Além disso, o executivo acredita que, caso alguma empresa brasileira atinja o nível de unicórnio, será aquela voltada ao mercado B2B, especialmente nos setores de agronegócio ou sustentabilidade, já que, segundo ele, as grandes oportunidades voltadas ao consumidor final já foram exploradas. “Nós já temos Nubank, Inter, iFood, 99. Agora, 70% da população brasileira trabalha em pequenas e médias empresas, e elas precisam de ferramentas que melhorem a rotina dessas organizações.”

Para o Distrito, que monitora cerca de 40 mil startups na América Latina e seleciona, anualmente, as 12 empresas com maior potencial de se tornarem unicórnios, em 2025 os investidores devem apostar em startups brasileiras de mobilidade urbana (Mottu), serviços para pets (Petlove), CX via chatbots (Blip), fintechs (Celcoin e Starkbank), monitoramento de equipamentos industriais (Tractian) e benefícios de RH (Flash).

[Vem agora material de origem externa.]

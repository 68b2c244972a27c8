use std::panic::AssertUnwindSafe;
use std::sync::{Arc, Weak};

use futures_util::FutureExt;
use tokio::sync::mpsc;
use tokio_util::sync::CancellationToken;

use crate::error::DriverError;
use crate::transport::{Connection, ConnectionFault, FaultSink};

use super::{ConnectionManager, Inner, lock};

impl ConnectionManager {
    /// Start connecting in the background and return immediately.
    ///
    /// Idempotent: a no-op while connected or while an attempt is in flight. Clears the
    /// closed flag set by [`ConnectionManager::close`]. Observe completion through
    /// [`ConnectionManager::on_connect`] or [`ConnectionManager::wait_connect`].
    ///
    /// # Errors
    /// Returns [`DriverError::ConfigError`] when called outside a tokio runtime.
    pub fn connect(&self) -> Result<(), DriverError> {
        let handle = tokio::runtime::Handle::try_current().map_err(|_| {
            DriverError::ConfigError("connect() must be called within a tokio runtime".into())
        })?;
        *lock(&self.inner.runtime) = Some(handle);
        lock(&self.inner.state).is_closed = false;
        self.inner.try_connect();
        Ok(())
    }

    /// Destroy the physical connection and stop reconnecting until the next `connect()`.
    pub fn close(&self) {
        tracing::info!("closing connection manager");
        lock(&self.inner.state).is_closed = true;
        self.inner.disconnect(None);
    }
}

impl Inner {
    /// `Disconnected -> Connecting`.
    pub(super) fn try_connect(self: &Arc<Self>) {
        {
            let mut state = lock(&self.state);
            if state.is_closed || state.connection.is_some() || state.is_connecting {
                return;
            }
            state.is_connecting = true;
        }
        let Some(runtime) = self.runtime() else {
            tracing::error!("no tokio runtime available to connect on");
            lock(&self.state).is_connecting = false;
            return;
        };
        runtime.spawn(Arc::clone(self).run_connect());
    }

    async fn run_connect(self: Arc<Self>) {
        tracing::info!(host = ?self.params.host, database = ?self.params.database, "connecting");
        let (faults, fault_rx) = FaultSink::channel();
        let connection = match self.connector.connect(&self.params, faults).await {
            Ok(connection) => connection,
            Err(err) => {
                lock(&self.state).is_connecting = false;
                tracing::error!(error = %err, "connect failed");
                self.disconnect(None);
                return;
            }
        };

        let accepted = {
            let mut state = lock(&self.state);
            state.is_connecting = false;
            if state.is_closed {
                None
            } else {
                state.generation += 1;
                state.is_ready = false;
                state.connection = Some(Arc::clone(&connection));
                let token = self.shutdown.child_token();
                state.connection_token = Some(token.clone());
                Some((state.generation, token))
            }
        };
        let Some((generation, token)) = accepted else {
            tracing::info!(connection_id = connection.id(), "closed while connecting; dropping connection");
            connection.destroy();
            return;
        };

        tracing::info!(connection_id = connection.id(), "connected");
        if let Some(runtime) = self.runtime() {
            runtime.spawn(watch_faults(
                Arc::downgrade(&self),
                generation,
                connection,
                fault_rx,
                token,
            ));
        }

        self.accept(generation).await;
    }

    /// `Connecting -> Connected`: migrations, statement preparation, then publication.
    async fn accept(self: Arc<Self>, generation: u64) {
        let manager = ConnectionManager {
            inner: Arc::clone(&self),
        };

        let migrators = lock(&self.migrators).clone();
        for (idx, migrate) in migrators.into_iter().enumerate() {
            let hook_manager = manager.clone();
            let outcome = AssertUnwindSafe(async move { migrate(hook_manager).await })
                .catch_unwind()
                .await
                .unwrap_or_else(|_| Err(DriverError::Other("migration hook panicked".into())));
            if let Err(err) = outcome {
                tracing::error!(hook = idx, error = %err, "migration failed; dropping connection");
                self.disconnect(Some(generation));
                return;
            }
        }

        manager.prepare_statements().await;
        self.publish(&manager, generation);
    }

    /// `Connected -> Disconnected`, or `Connecting -> Disconnected` after a failed attempt.
    ///
    /// With `Some(generation)` nothing happens unless that connection is still current.
    pub(super) fn disconnect(self: &Arc<Self>, generation: Option<u64>) {
        let (connection, token, closed) = {
            let mut state = lock(&self.state);
            if let Some(expected) = generation
                && (state.generation != expected || state.connection.is_none())
            {
                return;
            }
            state.is_ready = false;
            (
                state.connection.take(),
                state.connection_token.take(),
                state.is_closed,
            )
        };
        tracing::info!(had_connection = connection.is_some(), "disconnected");

        self.signal.send_modify(|signal| signal.ready = false);
        if let Some(token) = token {
            token.cancel();
        }
        if let Some(connection) = connection {
            connection.destroy();
        }
        for statement in self.statements_snapshot() {
            statement.reset();
        }

        if !closed {
            self.schedule_reconnect();
        }
    }

    fn schedule_reconnect(self: &Arc<Self>) {
        let Some(runtime) = self.runtime() else {
            tracing::warn!("no tokio runtime available; reconnect not scheduled");
            return;
        };
        let delay = self.options.reconnect_delay;
        let shutdown = self.shutdown.clone();
        let weak = Arc::downgrade(self);
        tracing::debug!(delay_ms = delay.as_millis(), "scheduling reconnect");
        runtime.spawn(async move {
            tokio::select! {
                () = shutdown.cancelled() => {}
                () = tokio::time::sleep(delay) => {
                    if let Some(inner) = weak.upgrade() {
                        inner.try_connect();
                    }
                }
            }
        });
    }
}

/// Turns transport faults for one connection into a disconnect of that connection.
async fn watch_faults(
    inner: Weak<Inner>,
    generation: u64,
    connection: Arc<dyn Connection>,
    mut faults: mpsc::UnboundedReceiver<ConnectionFault>,
    token: CancellationToken,
) {
    let fault = tokio::select! {
        () = token.cancelled() => return,
        fault = faults.recv() => fault,
    };
    let Some(fault) = fault else {
        return;
    };
    tracing::error!(
        connection_id = connection.id(),
        code = %fault.code,
        message = %fault.message,
        "connection error"
    );
    connection.destroy();
    if let Some(inner) = inner.upgrade() {
        inner.disconnect(Some(generation));
    }
}
use std::path::PathBuf;
use std::sync::Arc;
use std::sync::atomic::{AtomicU64, Ordering};

use async_trait::async_trait;

use crate::config::ConnectionParams;
use crate::error::DriverError;
use crate::results::QueryResult;
use crate::transport::{Connection, Connector, FaultSink, PreparedHandle};
use crate::types::SqlValue;

use super::params::to_sqlite_values;
use super::worker::SqliteWorker;

static NEXT_CONNECTION_ID: AtomicU64 = AtomicU64::new(1);

/// Opens `SQLite` databases. `ConnectionParams::database` is the file path (or `:memory:`).
#[derive(Debug, Clone, Copy, Default)]
pub struct SqliteConnector;

#[async_trait]
impl Connector for SqliteConnector {
    async fn connect(
        &self,
        params: &ConnectionParams,
        faults: FaultSink,
    ) -> Result<Arc<dyn Connection>, DriverError> {
        let path = params.database.as_deref().ok_or_else(|| {
            DriverError::ConfigError("SQLite requires `database` to be a file path".into())
        })?;
        let id = NEXT_CONNECTION_ID.fetch_add(1, Ordering::Relaxed);
        let worker = SqliteWorker::open(PathBuf::from(path), id, faults).await?;
        tracing::debug!(connection_id = id, path, "sqlite connection opened");
        Ok(Arc::new(SqliteConnection {
            worker: Arc::new(worker),
            next_statement_id: AtomicU64::new(1),
        }))
    }
}

/// `SQLite` connection backed by a dedicated worker thread.
pub struct SqliteConnection {
    worker: Arc<SqliteWorker>,
    next_statement_id: AtomicU64,
}

#[async_trait]
impl Connection for SqliteConnection {
    fn id(&self) -> u64 {
        self.worker.worker_id()
    }

    async fn execute(&self, sql: &str, params: Vec<SqlValue>) -> Result<QueryResult, DriverError> {
        self.worker
            .execute(sql.to_owned(), to_sqlite_values(&params))
            .await
    }

    async fn prepare(&self, sql: &str) -> Result<Arc<dyn PreparedHandle>, DriverError> {
        let statement_id = self.next_statement_id.fetch_add(1, Ordering::Relaxed);
        self.worker.prepare(statement_id, sql.to_owned()).await?;
        Ok(Arc::new(SqlitePrepared {
            statement_id,
            worker: Arc::clone(&self.worker),
        }))
    }

    async fn begin_transaction(&self) -> Result<(), DriverError> {
        self.worker.batch("BEGIN").await
    }

    async fn commit(&self) -> Result<(), DriverError> {
        self.worker.batch("COMMIT").await
    }

    async fn rollback(&self) -> Result<(), DriverError> {
        self.worker.batch("ROLLBACK").await
    }

    fn destroy(&self) {
        self.worker.shutdown();
    }
}

/// A statement id registered on one worker's connection.
struct SqlitePrepared {
    statement_id: u64,
    worker: Arc<SqliteWorker>,
}

#[async_trait]
impl PreparedHandle for SqlitePrepared {
    fn id(&self) -> u64 {
        self.statement_id
    }

    async fn execute(&self, params: Vec<SqlValue>) -> Result<QueryResult, DriverError> {
        self.worker
            .execute_prepared(self.statement_id, to_sqlite_values(&params))
            .await
    }
}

Para compor o ranking, a companhia analisa cerca de 120 variáveis de cada startup, como faturamento estimado, número de funcionários e taxa de turnover. A classificação, no entanto, não considera empresas que atingem o status por meio de IPOs — apenas aquelas que o fazem por rodadas de investimento. Segundo Harano, neste ano o ecossistema latino-americano deve movimentar entre US$ 4 e US$ 5 bilhões em investimentos, ligeiramente acima do registrado no ano passado.

Na análise do especialista, mesmo que o Brasil não volte a atingir o número de unicórnios de 2021, a quantidade de empresas de tecnologia com esse status deve crescer. “No caso das startups, só conseguimos saber se ela é um unicórnio ou não durante as rodadas de investimento. E muitas boas empresas estão tentando adiar ao máximo essa rodada, porque o momento para valuation não é favorável. Mas, quando o valuation melhorar, acredito que vamos conseguir ganhar tração e ver mais unicórnios surgirem por aqui.”